Бонифаций не боялся ничего, даже землетрясений. 30 ноября, как раз когда он собирался отслужить мессу в соборе города Риети, произошло сильное землетрясение. Папа, облаченный в свои папские одеяния, выбрался из руин и расположился в палатке, поскольку его дворец был частично разрушен. Через две недели он отправился в Рим. Проходя через Тоди, он был остановлен проливным дождем и сильной бурей. Наконец, когда он прибыл в Латеран, большой крест базилики рухнул как раз в тот момент, когда он готовился благословить собравшуюся толпу. Такая череда природных происшествий могла бы обеспокоить многих. Просвещенные группы милленаристов, ожидающие Второго Пришествия, не преминули увидеть в этом предзнаменования надвигающегося апокалипсиса, и их проповеди вызвали волнения в Италии. Бонифаций приказал инквизиции выследить их, но они укрылись на Сицилии, на территориях, контролируемых Федерико Арагонским. Именно в этот момент Папа, чтобы показать, что он сохраняет контроль над ситуацией и не поддается влиянию разбушевавшейся стихии, решил разрушить Палестрину, город своих соперников Колонна, до основания.

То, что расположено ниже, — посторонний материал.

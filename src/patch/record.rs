//! Patch declarations and the process-wide patch table.

use std::{
    fmt,
    sync::{
        atomic::{AtomicU64, Ordering},
        Arc, Mutex, MutexGuard,
    },
};

use dashmap::DashMap;
use strum::{Display, EnumIter};

use crate::{
    assembly::{Fingerprint, InstructionStream},
    events::EventKind,
    metadata::token::Token,
    patch::{anchor::AnchorPattern, block::PatchBlock},
    Error, Result,
};

/// Lifecycle state of a patch record.
///
/// ```text
/// Pending ──install──▶ Installed ──rollback──▶ RolledBack
///    │                                            │
///    └──────────── failure ──▶ Failed ◀── failure ┘
/// ```
///
/// `Failed` is terminal: the method body was left exactly as before and the cause was
/// recorded as a diagnostic.
#[derive(Debug, Clone, Copy, PartialEq, Eq, Hash, Display, EnumIter)]
pub enum InstallState {
    /// Declared, never installed
    Pending,
    /// The edited body is live
    Installed,
    /// The original body was restored
    RolledBack,
    /// Install failed; the body was not touched
    Failed,
}

/// Identifier of a declared patch.
#[derive(Debug, Clone, Copy, PartialEq, Eq, Hash, PartialOrd, Ord)]
pub struct PatchId(pub u64);

impl fmt::Display for PatchId {
    fn fmt(&self, f: &mut fmt::Formatter<'_>) -> fmt::Result {
        write!(f, "#{}", self.0)
    }
}

/// Declaration of a patch: where, what, and which event it raises.
///
/// # Examples
///
/// ```rust
/// use dotpatch::events::EventKind;
/// use dotpatch::metadata::token::Token;
/// use dotpatch::patch::{AnchorPattern, Patch, PatchBlock};
///
/// let patch = Patch::new("ReservedSlotPatch")
///     .target(Token::method_def(0x42))
///     .anchor(AnchorPattern::before_last_return())
///     .insert(PatchBlock::default())
///     .event(EventKind::RESERVED_SLOT);
/// assert_eq!(patch.name(), "ReservedSlotPatch");
/// ```
#[derive(Debug, Clone)]
pub struct Patch {
    name: Arc<str>,
    target: Option<Token>,
    anchor: Option<AnchorPattern>,
    block: Option<PatchBlock>,
    event: Option<EventKind>,
}

impl Patch {
    /// Starts a declaration.
    pub fn new(name: impl Into<Arc<str>>) -> Self {
        Self {
            name: name.into(),
            target: None,
            anchor: None,
            block: None,
            event: None,
        }
    }

    /// Sets the method to patch.
    #[must_use]
    pub fn target(mut self, method: Token) -> Self {
        self.target = Some(method);
        self
    }

    /// Sets the anchor pattern.
    #[must_use]
    pub fn anchor(mut self, pattern: AnchorPattern) -> Self {
        self.anchor = Some(pattern);
        self
    }

    /// Sets the block to insert.
    #[must_use]
    pub fn insert(mut self, block: PatchBlock) -> Self {
        self.block = Some(block);
        self
    }

    /// Associates the event kind the block raises.
    #[must_use]
    pub fn event(mut self, kind: EventKind) -> Self {
        self.event = Some(kind);
        self
    }

    /// Patch name.
    #[must_use]
    pub fn name(&self) -> &str {
        &self.name
    }

    fn into_record(self, id: PatchId) -> Result<PatchRecord> {
        let missing = |what: &str| Error::InvalidPatch {
            name: self.name.to_string(),
            reason: format!("no {what} given"),
        };
        let target = self.target.ok_or_else(|| missing("target method"))?;
        let anchor = self.anchor.clone().ok_or_else(|| missing("anchor"))?;
        let block = self.block.clone().ok_or_else(|| missing("block"))?;

        Ok(PatchRecord {
            id,
            name: self.name,
            target,
            anchor,
            block,
            event: self.event,
            state: InstallState::Pending,
            snapshot: None,
            edited: None,
            fingerprint: None,
            install_sequence: None,
            failure: None,
        })
    }
}

/// Everything known about one declared patch.
#[derive(Debug, Clone)]
pub struct PatchRecord {
    /// Patch id
    pub id: PatchId,
    /// Patch name
    pub name: Arc<str>,
    /// Patched method
    pub target: Token,
    /// Where the block goes
    pub anchor: AnchorPattern,
    /// What is inserted
    pub block: PatchBlock,
    /// Event the block raises, if any
    pub event: Option<EventKind>,
    /// Lifecycle state
    pub state: InstallState,
    /// Live body before the install
    pub snapshot: Option<Arc<InstructionStream>>,
    /// Body swapped in by the install
    pub edited: Option<Arc<InstructionStream>>,
    /// Fingerprint of `edited`
    pub fingerprint: Option<Fingerprint>,
    /// Position in the global install order, while installed
    pub install_sequence: Option<u64>,
    /// Cause of the failure, once failed
    pub failure: Option<String>,
}

impl PatchRecord {
    pub(crate) fn mark_installed(
        &mut self,
        snapshot: Arc<InstructionStream>,
        edited: Arc<InstructionStream>,
        fingerprint: Fingerprint,
        sequence: u64,
    ) {
        self.state = InstallState::Installed;
        self.snapshot = Some(snapshot);
        self.edited = Some(edited);
        self.fingerprint = Some(fingerprint);
        self.install_sequence = Some(sequence);
    }

    pub(crate) fn mark_rolled_back(&mut self) {
        self.state = InstallState::RolledBack;
        self.install_sequence = None;
    }

    pub(crate) fn mark_failed(&mut self, cause: &Error) {
        self.state = InstallState::Failed;
        self.install_sequence = None;
        self.failure = Some(cause.to_string());
    }
}

/// Process-wide table of declared patches.
///
/// The table is the single source of truth for what differs from the shipped host: every
/// record in state [`InstallState::Installed`] names a method whose live body is an edited
/// one.
#[derive(Debug, Default)]
pub struct PatchTable {
    records: DashMap<PatchId, Arc<Mutex<PatchRecord>>>,
    next_id: AtomicU64,
}

impl PatchTable {
    /// Creates an empty table.
    #[must_use]
    pub fn new() -> Self {
        Self::default()
    }

    /// Records a declaration as a `Pending` patch.
    ///
    /// # Errors
    /// Returns [`Error::InvalidPatch`] if target, anchor or block are missing.
    pub fn declare(&self, patch: Patch) -> Result<PatchId> {
        let id = PatchId(self.next_id.fetch_add(1, Ordering::Relaxed) + 1);
        let record = patch.into_record(id)?;
        tracing::debug!(patch = %id, name = %record.name, target = %record.target, "declared patch");
        self.records.insert(id, Arc::new(Mutex::new(record)));
        Ok(id)
    }

    /// Shared handle on a record.
    ///
    /// # Errors
    /// Returns [`Error::PatchNotFound`] for unknown ids.
    pub fn get(&self, id: PatchId) -> Result<Arc<Mutex<PatchRecord>>> {
        self.records
            .get(&id)
            .map(|r| Arc::clone(r.value()))
            .ok_or(Error::PatchNotFound(id.0))
    }

    /// Copy of a record.
    ///
    /// # Errors
    /// Returns [`Error::PatchNotFound`] or [`Error::LockError`].
    pub fn snapshot(&self, id: PatchId) -> Result<PatchRecord> {
        let record = self.get(id)?;
        let guard = lock(&record)?;
        Ok(guard.clone())
    }

    /// Current state of a record.
    ///
    /// # Errors
    /// Returns [`Error::PatchNotFound`] or [`Error::LockError`].
    pub fn state(&self, id: PatchId) -> Result<InstallState> {
        let record = self.get(id)?;
        let state = lock(&record)?.state;
        Ok(state)
    }

    /// All ids in declaration order.
    #[must_use]
    pub fn ids(&self) -> Vec<PatchId> {
        let mut ids: Vec<_> = self.records.iter().map(|r| *r.key()).collect();
        ids.sort_unstable();
        ids
    }

    /// Ids of records in `state`, in declaration order.
    #[must_use]
    pub fn in_state(&self, state: InstallState) -> Vec<PatchId> {
        self.ids()
            .into_iter()
            .filter(|id| self.state(*id).is_ok_and(|s| s == state))
            .collect()
    }

    /// Ids of records targeting `method`, in declaration order.
    #[must_use]
    pub fn for_target(&self, method: Token) -> Vec<PatchId> {
        self.ids()
            .into_iter()
            .filter(|id| {
                self.get(*id)
                    .ok()
                    .and_then(|r| r.lock().ok().map(|g| g.target == method))
                    .unwrap_or(false)
            })
            .collect()
    }

    /// Number of declared patches.
    #[must_use]
    pub fn len(&self) -> usize {
        self.records.len()
    }

    /// Returns true if nothing was declared.
    #[must_use]
    pub fn is_empty(&self) -> bool {
        self.records.is_empty()
    }

    /// Drops every record.
    pub fn clear(&self) {
        self.records.clear();
    }
}

pub(crate) fn lock<T>(mutex: &Mutex<T>) -> Result<MutexGuard<'_, T>> {
    mutex.lock().map_err(|_| Error::LockError)
}

#[cfg(test)]
mod tests {
    use super::*;
    use strum::IntoEnumIterator;

    fn declared(table: &PatchTable, name: &str, target: u32) -> PatchId {
        table
            .declare(
                Patch::new(name)
                    .target(Token::method_def(target))
                    .anchor(AnchorPattern::Start)
                    .insert(PatchBlock::default()),
            )
            .unwrap()
    }

    #[test]
    fn declare_starts_pending() {
        let table = PatchTable::new();
        let id = declared(&table, "a", 1);
        assert_eq!(id, PatchId(1));
        assert_eq!(table.state(id).unwrap(), InstallState::Pending);
        assert_eq!(table.in_state(InstallState::Pending), vec![id]);
    }

    #[test]
    fn incomplete_declarations_rejected() {
        let table = PatchTable::new();
        let err = table
            .declare(Patch::new("broken").target(Token::method_def(1)))
            .unwrap_err();
        assert!(matches!(err, Error::InvalidPatch { ref reason, .. } if reason.contains("anchor")));
        assert!(table.is_empty());
    }

    #[test]
    fn lookup() {
        let table = PatchTable::new();
        let a = declared(&table, "a", 1);
        let b = declared(&table, "b", 2);
        let c = declared(&table, "c", 1);
        assert_eq!(table.ids(), vec![a, b, c]);
        assert_eq!(table.for_target(Token::method_def(1)), vec![a, c]);
        assert!(matches!(
            table.get(PatchId(99)),
            Err(Error::PatchNotFound(99))
        ));
        assert_eq!(table.snapshot(b).unwrap().name.as_ref(), "b");
    }

    #[test]
    fn transitions() {
        let table = PatchTable::new();
        let id = declared(&table, "a", 1);
        let record = table.get(id).unwrap();
        lock(&record)
            .unwrap()
            .mark_failed(&Error::AnchorNotFound {
                pattern: "ret".into(),
            });
        let snapshot = table.snapshot(id).unwrap();
        assert_eq!(snapshot.state, InstallState::Failed);
        assert!(snapshot.failure.unwrap().contains("ret"));
    }

    #[test]
    fn state_names() {
        let names: Vec<_> = InstallState::iter().map(|s| s.to_string()).collect();
        assert_eq!(names, ["Pending", "Installed", "RolledBack", "Failed"]);
        assert_eq!(PatchId(4).to_string(), "#4");
    }
}
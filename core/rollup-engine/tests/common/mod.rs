//! FILENAME: core/rollup-engine/tests/common/mod.rs
//! Fixtures for rollup-engine integration tests.

#![allow(dead_code)]

use serde_json::{json, Value};

/// A raw detail record.
pub fn detail(month: &str, branch: &str, value: Value) -> Value {
    json!({"month": month, "branch": branch, "value": value})
}

/// A raw info item for one stream.
pub fn stream(name: &str, detailed: Vec<Value>) -> Value {
    json!({"stream": name, "detailed": detailed})
}

/// A raw top-level entry.
pub fn entry(term: &str, info: Vec<Value>) -> Value {
    json!({"term": term, "info": info})
}

/// Regional sales fixture: two terms, overlapping streams and resubmissions.
pub struct SalesFixture;

impl SalesFixture {
    pub fn data() -> Value {
        Value::Array(vec![
            entry(
                "revenue",
                vec![
                    stream(
                        "online",
                        vec![
                            detail("2025-01", "north", json!(100)),
                            detail("2025-01", "south", json!(80)),
                            detail("2025-02", "north", json!(120)),
                        ],
                    ),
                    stream("retail", vec![detail("2025-01", "north", json!(40))]),
                ],
            ),
            entry(
                "headcount",
                vec![stream("staff", vec![detail("2025-03", "north", json!(12))])],
            ),
            entry(
                "revenue",
                vec![stream(
                    "online",
                    vec![
                        // Same key as an existing record: the stored one wins.
                        detail("2025-01", "north", json!(999)),
                        detail("2025-03", "south", json!(90)),
                    ],
                )],
            ),
        ])
    }
}
//! FILENAME: core/rollup-engine/src/engine.rs
//! Rollup Engine - The pipeline that turns raw submissions into the view.
//!
//! Algorithm:
//! 1. Serialize the raw input into a cache key; a hit returns immediately
//! 2. Fold entries in order: validate the term, find or create its record
//! 3. Fold each info item: validate stream/detailed, then either merge into
//!    the existing stream and recompute its aggregates, or normalize a new one
//! 4. Flatten terms into the view, sorting each stream's detail latest first
//! 5. Store the finished view in the cache and return it

use std::sync::Arc;

use indexmap::map::Entry;
use indexmap::IndexMap;
use rustc_hash::FxHashSet;
use serde_json::Value;
use uuid::Uuid;

use crate::cache::ResultCache;
use crate::definition::{
    RollupConfig, ValidationPolicy, DETAILED_FIELD, INFO_FIELD, STREAM_FIELD, TERM_FIELD,
};
use crate::error::{Rejection, RollupError};
use crate::transform::{calculate_aggregates, coerce_detailed, merge_detailed, normalize_data};
use crate::validate::{is_valid_detailed, is_valid_stream, is_valid_term, is_valid_value};
use crate::view::{MonthRange, ProcessedOutput, StreamInfo, TermView};

// ============================================================================
// WORKING STATE
// ============================================================================

/// A term being assembled during one pipeline run.
/// The id is fixed on creation and survives every merge in the run.
#[derive(Debug)]
struct TermRecord {
    id: String,
    term: String,
    /// Keyed by the configured stream field.
    info: IndexMap<String, StreamInfo>,
}

/// Applies the validation policy and records what was skipped.
struct Triage<'a> {
    policy: ValidationPolicy,
    diagnostics: &'a mut Vec<Rejection>,
}

impl Triage<'_> {
    /// `Ok` means "skip the item and continue"; `Err` aborts the call.
    fn reject(&mut self, rejection: Rejection) -> Result<(), RollupError> {
        match self.policy {
            ValidationPolicy::Lenient => {
                log::warn!("Skipping invalid input: {}", rejection);
                self.diagnostics.push(rejection);
                Ok(())
            }
            ValidationPolicy::Strict => Err(rejection.into()),
        }
    }
}

// ============================================================================
// ROLLUP CALCULATOR
// ============================================================================

/// Runs one uncached pass over the raw input.
struct RollupCalculator<'a> {
    config: &'a RollupConfig,
    triage: Triage<'a>,
    terms: IndexMap<String, TermRecord>,
    /// Ids handed out so far; a caller-supplied id is used at most once.
    assigned_ids: FxHashSet<String>,
}

impl<'a> RollupCalculator<'a> {
    fn new(config: &'a RollupConfig, diagnostics: &'a mut Vec<Rejection>) -> Self {
        RollupCalculator {
            config,
            triage: Triage {
                policy: config.policy,
                diagnostics,
            },
            terms: IndexMap::new(),
            assigned_ids: FxHashSet::default(),
        }
    }

    fn calculate(mut self, data: &Value) -> Result<ProcessedOutput, RollupError> {
        let entries = data.as_array().ok_or_else(|| {
            RollupError::MalformedInput(format!("expected an array of entries, got {}", kind_of(data)))
        })?;

        for (index, entry) in entries.iter().enumerate() {
            self.fold_entry(index, entry)?;
        }

        Ok(self.flatten())
    }

    fn fold_entry(&mut self, index: usize, entry: &Value) -> Result<(), RollupError> {
        let term_value = entry.get(TERM_FIELD);
        if !is_valid_term(term_value) {
            return self.triage.reject(Rejection::InvalidTerm { entry: index });
        }
        let term = term_value.and_then(Value::as_str).unwrap_or_default();

        let config = self.config;
        let record = match self.terms.entry(term.to_string()) {
            Entry::Occupied(occupied) => occupied.into_mut(),
            Entry::Vacant(vacant) => {
                let id = match config.unique_id_of(entry) {
                    Some(id) if !self.assigned_ids.contains(&id) => id,
                    Some(id) => {
                        self.triage.reject(Rejection::DuplicateId { entry: index, id })?;
                        Uuid::new_v4().to_string()
                    }
                    None => Uuid::new_v4().to_string(),
                };
                self.assigned_ids.insert(id.clone());
                vacant.insert(TermRecord {
                    id,
                    term: term.to_string(),
                    info: IndexMap::new(),
                })
            }
        };

        let items = match entry.get(INFO_FIELD) {
            Some(Value::Array(items)) => items,
            _ => return self.triage.reject(Rejection::InvalidInfo { entry: index }),
        };

        for (item_index, item) in items.iter().enumerate() {
            fold_item(config, &mut self.triage, record, index, item_index, item)?;
        }
        Ok(())
    }

    fn flatten(self) -> ProcessedOutput {
        self.terms
            .into_values()
            .map(|record| TermView {
                id: record.id,
                term: record.term,
                info: record
                    .info
                    .into_values()
                    .map(|mut stream| {
                        stream.sort_detailed();
                        stream
                    })
                    .collect(),
            })
            .collect()
    }
}

fn fold_item(
    config: &RollupConfig,
    triage: &mut Triage<'_>,
    record: &mut TermRecord,
    entry: usize,
    item_index: usize,
    item: &Value,
) -> Result<(), RollupError> {
    let stream = item.get(STREAM_FIELD);
    if !is_valid_stream(stream) {
        return triage.reject(Rejection::InvalidStream { entry, item: item_index });
    }
    let detailed = item.get(DETAILED_FIELD);
    if !is_valid_detailed(detailed) {
        return triage.reject(Rejection::InvalidDetailed { entry, item: item_index });
    }

    let raw = detailed.and_then(Value::as_array).map(Vec::as_slice).unwrap_or_default();

    if config.validate_values {
        if let Some(position) = raw.iter().position(|r| !is_valid_value(r.get("value"))) {
            return triage.reject(Rejection::InvalidValue {
                entry,
                item: item_index,
                record: position,
            });
        }
    }

    let stream_name = stream.and_then(Value::as_str).unwrap_or_default().to_string();
    let key = config
        .stream_key_of(item)
        .unwrap_or_else(|| stream_name.clone());

    match record.info.get_mut(&key) {
        Some(existing) => {
            let incoming = if config.normalize_merged {
                normalize_data(raw)?
            } else {
                coerce_detailed(raw)?
            };
            existing.detailed = merge_detailed(&existing.detailed, &incoming);
            refresh_aggregates(existing);
        }
        None => {
            let mut info = StreamInfo {
                stream: stream_name,
                detailed: normalize_data(raw)?,
                unique_branches: 0,
                month_range: MonthRange::default(),
                value: 0.0,
            };
            refresh_aggregates(&mut info);
            record.info.insert(key, info);
        }
    }
    Ok(())
}

fn refresh_aggregates(info: &mut StreamInfo) {
    let aggregates = calculate_aggregates(&info.detailed);
    info.value = aggregates.total;
    info.unique_branches = aggregates.unique_branches();
    info.month_range = aggregates.month_range();
}

fn kind_of(value: &Value) -> &'static str {
    match value {
        Value::Null => "null",
        Value::Bool(_) => "a boolean",
        Value::Number(_) => "a number",
        Value::String(_) => "a string",
        Value::Array(_) => "an array",
        Value::Object(_) => "an object",
    }
}

// ============================================================================
// PUBLIC API
// ============================================================================

/// Side-effect counters, useful to observe cache behaviour.
#[derive(Debug, Clone, Copy, Default, PartialEq, Eq)]
pub struct EngineStats {
    /// Uncached passes, successful or not.
    pub pipeline_runs: u64,
    pub cache_hits: u64,
}

/// Owns a result cache and runs the pipeline against it.
/// One instance is one cache scope; build one per process, request or test.
#[derive(Debug, Default)]
pub struct RollupEngine {
    config: RollupConfig,
    cache: ResultCache,
    stats: EngineStats,
    diagnostics: Vec<Rejection>,
}

impl RollupEngine {
    pub fn new(config: RollupConfig) -> Self {
        RollupEngine {
            config,
            ..Default::default()
        }
    }

    pub fn config(&self) -> &RollupConfig {
        &self.config
    }

    pub fn cache(&self) -> &ResultCache {
        &self.cache
    }

    pub fn cache_mut(&mut self) -> &mut ResultCache {
        &mut self.cache
    }

    pub fn stats(&self) -> EngineStats {
        self.stats
    }

    /// Items skipped by the most recent uncached run.
    pub fn diagnostics(&self) -> &[Rejection] {
        &self.diagnostics
    }

    /// Processes raw term/stream/detail submissions.
    ///
    /// Serialization-identical input is served from the cache as the same
    /// `Arc`. A failed run never touches the cache.
    pub fn process_raw_data(&mut self, data: &Value) -> Result<Arc<ProcessedOutput>, RollupError> {
        let key = match ResultCache::generate_key(data) {
            Ok(key) => key,
            Err(err) => return self.fail(err),
        };

        if let Some(hit) = self.cache.get(&key) {
            self.stats.cache_hits += 1;
            log::debug!("Rollup cache hit ({} terms)", hit.len());
            return Ok(hit);
        }

        self.stats.pipeline_runs += 1;
        self.diagnostics.clear();

        let result = RollupCalculator::new(&self.config, &mut self.diagnostics).calculate(data);
        match result {
            Ok(output) => {
                log::debug!(
                    "Rollup computed {} terms, {} items skipped",
                    output.len(),
                    self.diagnostics.len()
                );
                let output = Arc::new(output);
                self.cache.set(key, Arc::clone(&output));
                Ok(output)
            }
            Err(err) => self.fail(err),
        }
    }

    /// Parses `raw` as JSON, then processes it. A parse error is returned
    /// under either policy.
    pub fn process_json(&mut self, raw: &str) -> Result<Arc<ProcessedOutput>, RollupError> {
        let data: Value = serde_json::from_str(raw)?;
        self.process_raw_data(&data)
    }

    /// Drops every memoized result; later calls recompute.
    pub fn clear_cache(&mut self) {
        log::debug!("Clearing rollup cache ({} entries)", self.cache.len());
        self.cache.clear();
    }

    fn fail(&self, err: RollupError) -> Result<Arc<ProcessedOutput>, RollupError> {
        log::error!("Rollup pipeline failed: {}", err);
        match self.config.policy {
            ValidationPolicy::Lenient => Ok(Arc::new(Vec::new())),
            ValidationPolicy::Strict => Err(err),
        }
    }
}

Вскоре после этого, 27 сентября 1299 года, Бонифаций VIII издал буллу, странное содержание которой до сих пор вызывает вопросы: она запрещала расчленять трупы — практика, которая использовалась с X века, когда тело нужно было похоронить быстро и далеко от места смерти, а также когда речь шла о человеке с репутацией святого, чьи мощи раздавались по приходам и церквям. В тексте буллы поражает ужас, отвращение, которое вызывает у Папы эта практика, которую он тринадцать раз называет "ужасной, отвратительной, бесчеловечной". "Существует практика отвратительной жестокости, которой следуют некоторые христиане по зверскому обычаю", который он описывает следующим образом: "когда кто-нибудь из их числа, будь то дворянин или высокопоставленный сановник, умирает вдали от своей страны, хотя он выбрал погребение в своей стране или вдали от места своей смерти, христиане, подверженные этому извращенному обычаю, движимые святотатственной заботой, зверски извлекают его внутренности и, ужасно расчленяя его или разрезая на куски, бросают его в воду, чтобы сварить его в котле на огне. Когда, наконец, оболочка плоти отделяется от кости, они несут кости в место, выбранное для захоронения. Это совершенно отвратительно, и должно ужасать нас еще больше в том, что касается уважения к человеку. Именно поэтому мы хотим отменить столь жестокую, отвратительную, святотатственную привычку, и не допустить, чтобы эта свирепая практика расчленения человеческих тел, поражала верующих ужасом и будоражила разум".